Selain faktor geopolitik di Timur Tengah yang memicu lahirnya Islamic State of Iraq and al-Sham (ISIS), persoalan yang tak boleh diabaikan umat Islam ialah ide negara Islam atau khilafah. Sebab, pelarangan ISIS tak otomatis membuat pahamnya mati di negeri ini. Ide tentang khilafah dan pemberlakuan syariah akan terus menjadi perdebatan panas sebelum relasi antara Islam dan negara selesai disepakati oleh semua umat Islam. ISIS, dalam aspek ini, menjadi pelajaran penting.
Kita tahu, sebagian elemen umat Islam di negeri ini berupaya menghidupkan kembali institusi yang disebut khilafah itu. Yang membedakan mereka dengan ISIS hanya dalam metode. ISIS memakai kekerasan; bahkan sangat brutal. Tapi tujuannya sama, bahkan epistemologi penafsirannya juga sama. Artinya, ada potensi besar untuk lahir pejuang semacam “mujahid” ISIS, dengan satu dan lain bentuk. Oleh karena itu, kritik ide dan counter-tafsir penting adanya.
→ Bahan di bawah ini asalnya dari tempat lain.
/**
 * SDNPPO CONTROLLER - Point d'entrée principal
 *
 * RÔLE : Charge la config, démarre le dispatch d'événements, les boucles
 * de télémétrie, le bridge southbound et l'API REST.
 */

use anyhow::Context;
use sdnppo_controller::config::load_config;
use sdnppo_controller::http::{self, AppState};
use sdnppo_controller::{event_channel, southbound, Controller};
use tokio::net::TcpListener;
use tracing::info;
use tracing_subscriber::EnvFilter;

#[tokio::main]
async fn main() -> anyhow::Result<()> {
    // Charger les variables d'environnement depuis .env (si présent)
    dotenvy::dotenv().ok();

    tracing_subscriber::fmt()
        .with_env_filter(EnvFilter::try_from_default_env().unwrap_or_else(|_| EnvFilter::new("info")))
        .init();

    let cfg = load_config().await;
    info!(
        link_capacity_mbps = cfg.link_capacity_mbps,
        stats_interval_s = cfg.stats_interval_s,
        rate_min_kbps = cfg.rate_min_kbps,
        rate_max_kbps = cfg.rate_max_kbps,
        "controller configuration loaded"
    );

    let controller = Controller::new(cfg.clone());
    let (events_tx, events_rx) = event_channel();

    // dispatch séquentiel des événements + boucles stats/cleanup
    controller.spawn_dispatcher(events_rx);
    controller.spawn_background_loops();

    // bridge southbound (agent protocole)
    let southbound_listener = TcpListener::bind(&cfg.southbound_addr)
        .await
        .with_context(|| format!("binding southbound listener on {}", cfg.southbound_addr))?;
    tokio::spawn(southbound::serve(southbound_listener, events_tx));

    // HTTP
    let app = http::build_router(AppState { controller });
    let listener = TcpListener::bind(&cfg.http_addr)
        .await
        .with_context(|| format!("binding HTTP listener on {}", cfg.http_addr))?;
    info!("listening on http://{}", cfg.http_addr);
    axum::serve(listener, app).await.context("HTTP server stopped")?;
    Ok(())
}
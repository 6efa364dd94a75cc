//! Command-line simulator glue.
//!
//! Ties the layers together the way the binary does: parse a netlist,
//! sanity-check the circuit, withhold simulation if the accumulated
//! diagnostics block it under the chosen policy, and otherwise run to
//! quiescence. Exposed as a library so the full pipeline is testable
//! without spawning the binary.

use gatesim_circuit::{parse_netlist, Circuit, Diagnostics, UnboundInputPolicy};
use gatesim_simulation::{SimulationConfig, SimulationError, SimulationReport, SimulationRunner};
use thiserror::Error;

/// Why a netlist did not produce a trace.
#[derive(Debug, Error)]
pub enum AppError {
    /// Construction or sanity diagnostics withhold simulation.
    ///
    /// The core never runs on a circuit whose checks failed; the recorded
    /// diagnostics are carried along for reporting.
    #[error("circuit has {} problem(s); simulation withheld", diagnostics.len())]
    InvalidCircuit {
        /// Everything recorded during construction and sanity checking.
        diagnostics: Diagnostics,
    },

    /// The run itself failed (internal consistency or event budget).
    #[error(transparent)]
    Simulation(#[from] SimulationError),
}

/// Parse, sanity-check, and simulate a netlist source.
///
/// Returns the circuit together with the run report so callers can format
/// trace lines. Diagnostics that do not block under `policy` (unbound input
/// pins, when permissive) are logged but do not prevent the run.
pub fn simulate_netlist(
    source: &str,
    policy: UnboundInputPolicy,
    config: SimulationConfig,
) -> Result<(Circuit, SimulationReport), AppError> {
    let (circuit, mut diagnostics) = parse_netlist(source);
    diagnostics.extend(circuit.check_sanity());

    if diagnostics.blocks_simulation(policy) {
        return Err(AppError::InvalidCircuit { diagnostics });
    }

    tracing::debug!(
        gates = circuit.gate_count(),
        wires = circuit.wire_count(),
        "starting simulation"
    );
    let report = SimulationRunner::new(&circuit, config).run()?;
    Ok((circuit, report))
}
Pada hemat saya, mendirikan negara Islam dan menerapkan syariah (sebenarnya syariah artinya “jalan” dan lebih terkait ke soal metode, bukan hukum formal), secara retoris, tidak masalah. Kalau Indonesia sekarang ini sudah dianggap negara Islam(i) dan syar’i, ya tidak masalah. Yang jadi masalah ialah isinya. Jika yang dipentingkan dari syariah adalah substansinya, yakni keadilan (yang disebut al-Quran sebagai “dekat kepada takwa”; aqrabu lit-taqwa), ya oke-oke saja.
Terlepas dari soal peristilahan itu, ide khilafah sebagaimana dipahami ISIS, juga sebagian gerakan Islam di negeri ini, jika dihidupkan kembali, maka artinya kita bergerak mundur, setback ke abad pertengahan. Beberapa institusi dalam khilafah adalah cerminan zamannya dan tak lagi kompatibel dengan era modern dan demokrasi.
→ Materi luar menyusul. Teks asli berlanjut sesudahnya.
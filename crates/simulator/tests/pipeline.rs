//! Full-pipeline tests: netlist text in, trace lines out.

use gatesim_circuit::UnboundInputPolicy;
use gatesim_simulation::SimulationConfig;
use gatesim_simulator::{simulate_netlist, AppError};

fn trace_lines(source: &str) -> Vec<String> {
    let (circuit, report) = simulate_netlist(
        source,
        UnboundInputPolicy::Permissive,
        SimulationConfig::new(),
    )
    .expect("circuit should simulate");
    report
        .transitions
        .iter()
        .map(|t| t.line(&circuit))
        .collect()
}

#[test]
fn test_unwired_not_gate_produces_one_trace_line() {
    assert_eq!(
        trace_lines("gate a not 1.0\n"),
        vec!["At 1 gate a not 1 out changes to true"]
    );
}

#[test]
fn test_const_trace_names_its_true_pin() {
    assert_eq!(
        trace_lines("gate c const 0.5\n"),
        vec!["At 0.5 gate c const 0.5 true changes to true"]
    );
}

#[test]
fn test_const_not_scenario_prints_in_time_order() {
    assert_eq!(
        trace_lines(
            "gate c const 0.0\n\
             gate n not 1.0\n\
             wire c true n in 0.5\n"
        ),
        vec![
            "At 0 gate c const 0 true changes to true",
            "At 1 gate n not 1 out changes to true",
            "At 1.5 gate n not 1 out changes to false",
        ]
    );
}

#[test]
fn test_strict_policy_withholds_simulation_for_unwired_pins() {
    let err = simulate_netlist(
        "gate a not 1.0\n",
        UnboundInputPolicy::Strict,
        SimulationConfig::new(),
    )
    .unwrap_err();

    match err {
        AppError::InvalidCircuit { diagnostics } => {
            assert_eq!(diagnostics.len(), 1);
            assert_eq!(diagnostics.entries()[0].to_string(), "unused input pin: a in");
        }
        other => panic!("expected InvalidCircuit, got {:?}", other),
    }
}

#[test]
fn test_structural_errors_withhold_simulation_even_when_permissive() {
    let err = simulate_netlist(
        "gate a not 1.0\n\
         gate a not 2.0\n\
         wire a out a in 0.5\n",
        UnboundInputPolicy::Permissive,
        SimulationConfig::new(),
    )
    .unwrap_err();

    match err {
        AppError::InvalidCircuit { diagnostics } => {
            assert_eq!(diagnostics.entries()[0].to_string(), "redefinition: gate a");
        }
        other => panic!("expected InvalidCircuit, got {:?}", other),
    }
}

#[test]
fn test_round_trip_survives_the_full_pipeline() {
    let source = "gate c const 0.0\n\
                  gate n not 1.0\n\
                  wire c true n in 0.5\n";

    let (circuit, first) = simulate_netlist(
        source,
        UnboundInputPolicy::Permissive,
        SimulationConfig::new(),
    )
    .unwrap();

    let (recircuit, second) = simulate_netlist(
        &circuit.to_netlist(),
        UnboundInputPolicy::Permissive,
        SimulationConfig::new(),
    )
    .unwrap();

    // Re-serialized declarations drive an identical simulation.
    assert_eq!(circuit.to_netlist(), recircuit.to_netlist());
    assert_eq!(first.transitions, second.transitions);
    assert_eq!(first.events_processed, second.events_processed);
}
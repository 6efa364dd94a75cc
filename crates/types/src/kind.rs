//! The closed set of gate kinds.

use crate::{InputPin, OutputPin};
use std::fmt;
use std::str::FromStr;

/// The kind of a logic gate.
///
/// The kind set is closed: the simulator dispatches over these four variants
/// and no open extension point exists. The kind fixes the gate's pin layout:
/// AND/OR have inputs `in1`/`in2` and output `out`, NOT has input `in` and
/// output `out`, CONST has no inputs and outputs `true`/`false`.
#[derive(Debug, Clone, Copy, PartialEq, Eq, Hash)]
pub enum GateKind {
    /// Two-input conjunction.
    And,
    /// Two-input disjunction.
    Or,
    /// Single-input inverter.
    Not,
    /// Constant source: its `true` pin goes high once, after the gate delay.
    Const,
}

impl GateKind {
    /// The keyword used for this kind in netlist declarations.
    pub fn as_str(self) -> &'static str {
        match self {
            GateKind::And => "and",
            GateKind::Or => "or",
            GateKind::Not => "not",
            GateKind::Const => "const",
        }
    }

    /// The input pins this kind requires, each bound by exactly one wire.
    pub fn input_pins(self) -> &'static [InputPin] {
        match self {
            GateKind::And | GateKind::Or => &[InputPin::In1, InputPin::In2],
            GateKind::Not => &[InputPin::In],
            GateKind::Const => &[],
        }
    }

    /// The output pins this kind exposes.
    pub fn output_pins(self) -> &'static [OutputPin] {
        match self {
            GateKind::And | GateKind::Or | GateKind::Not => &[OutputPin::Out],
            GateKind::Const => &[OutputPin::True, OutputPin::False],
        }
    }

    /// Resolve an input pin name for this kind.
    ///
    /// Returns `None` if the name does not denote an input pin of this kind.
    pub fn input_pin(self, name: &str) -> Option<InputPin> {
        let pin = InputPin::from_str(name).ok()?;
        self.input_pins().contains(&pin).then_some(pin)
    }

    /// Resolve an output pin name for this kind.
    pub fn output_pin(self, name: &str) -> Option<OutputPin> {
        let pin = OutputPin::from_str(name).ok()?;
        self.output_pins().contains(&pin).then_some(pin)
    }
}

impl fmt::Display for GateKind {
    fn fmt(&self, f: &mut fmt::Formatter<'_>) -> fmt::Result {
        f.write_str(self.as_str())
    }
}

impl FromStr for GateKind {
    type Err = ();

    fn from_str(s: &str) -> Result<Self, Self::Err> {
        match s {
            "and" => Ok(GateKind::And),
            "or" => Ok(GateKind::Or),
            "not" => Ok(GateKind::Not),
            "const" => Ok(GateKind::Const),
            _ => Err(()),
        }
    }
}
Satu contoh terbaik ialah pemberlakuan jizyah (pajak kepala) dan non-Muslim dzimmi yang dianggap warga negara kelas dua. Praktek ini pernah berlaku di zaman khilafah dulu. ISIS memberlakukan hal itu kepada umat Kristen di Mosul, Irak, yang diberi hanya tiga pilihan jika mereka tetap berada di wilayah kekuasaan ISIS: masuk Islam, bayar jizyah, atau diperangi. Akhirnya, umat Kristen memilih keluar mengungsi dari Mosul. (Satu pertanyaan penting dari fenomena ini: apa beda ISIS dengan mereka di Sampang yang mengusir orang Syiah dari kampungnya dan hanya boleh kembali kalau jadi Sunni? Sama-sama pemaksaan!)
Akibat lain dari ide khilafah, yang merupakan produk zamannya, ialah munculnya pemaksaan tafsir dari mazhab atau aliran tertentu jika mazhab itu memegang kekuasaan; sama dengan ketika Kristen-Katolik jadi mazhab negara Romawi dan aliran yang dianggap bidah (heresy) dipersekusi—maka Kristen yang “tak resmi” juga Yahudi dulu lebih senang berada di bawah Daulah Islam yang menjami kebebesan beragama sementara ISIS kini adalah sebaliknya.
Perilaku ISIS adalah contoh manifestasi “negara” atau khilafah yang memaksakan tafsir. Dengan tafsirnya yang ultra-puritan, ISIS menghancurkan kuburan (karena dianggap sumber syirik), patung-patung pengenang figur-figur besar sejarah (karena disamakan dengan berhala), bahkan rumah ibadah agama lain. Padahal al-Quran (22:40) melarang mengusir orang dari kampungnya dan merusak rumah ibadah di mana disebut nama Allah di dalamnya—tindakan ISIS terhadap Kristiani Irak, dengan begitu, adalah pelanggaran terhadap ajaran al-Qur’an.
Di atas segalanya, perilaku ISIS sangat bertentangan dengan prinsip dasar nan jelas yang digariskan al-Quran: Tiada paksaan dalam beragama (la ikraha fid-din). Fenomena ISIS perlu jadi pelajaran tentang potensi bahaya radikalisasi agama dan penafsiran tekstual. Juga, tentang pondasi Indonesia yang, dalam soal relasi Islam-negara, secara teoritis sudah bagus. Mestinya negara-negara Timur Tengah yang perlu menengok Indonesia, bukan umat Islam Indonesia yang mencontoh atau bahkan membawa-bawa “virus” dari sana ke sini.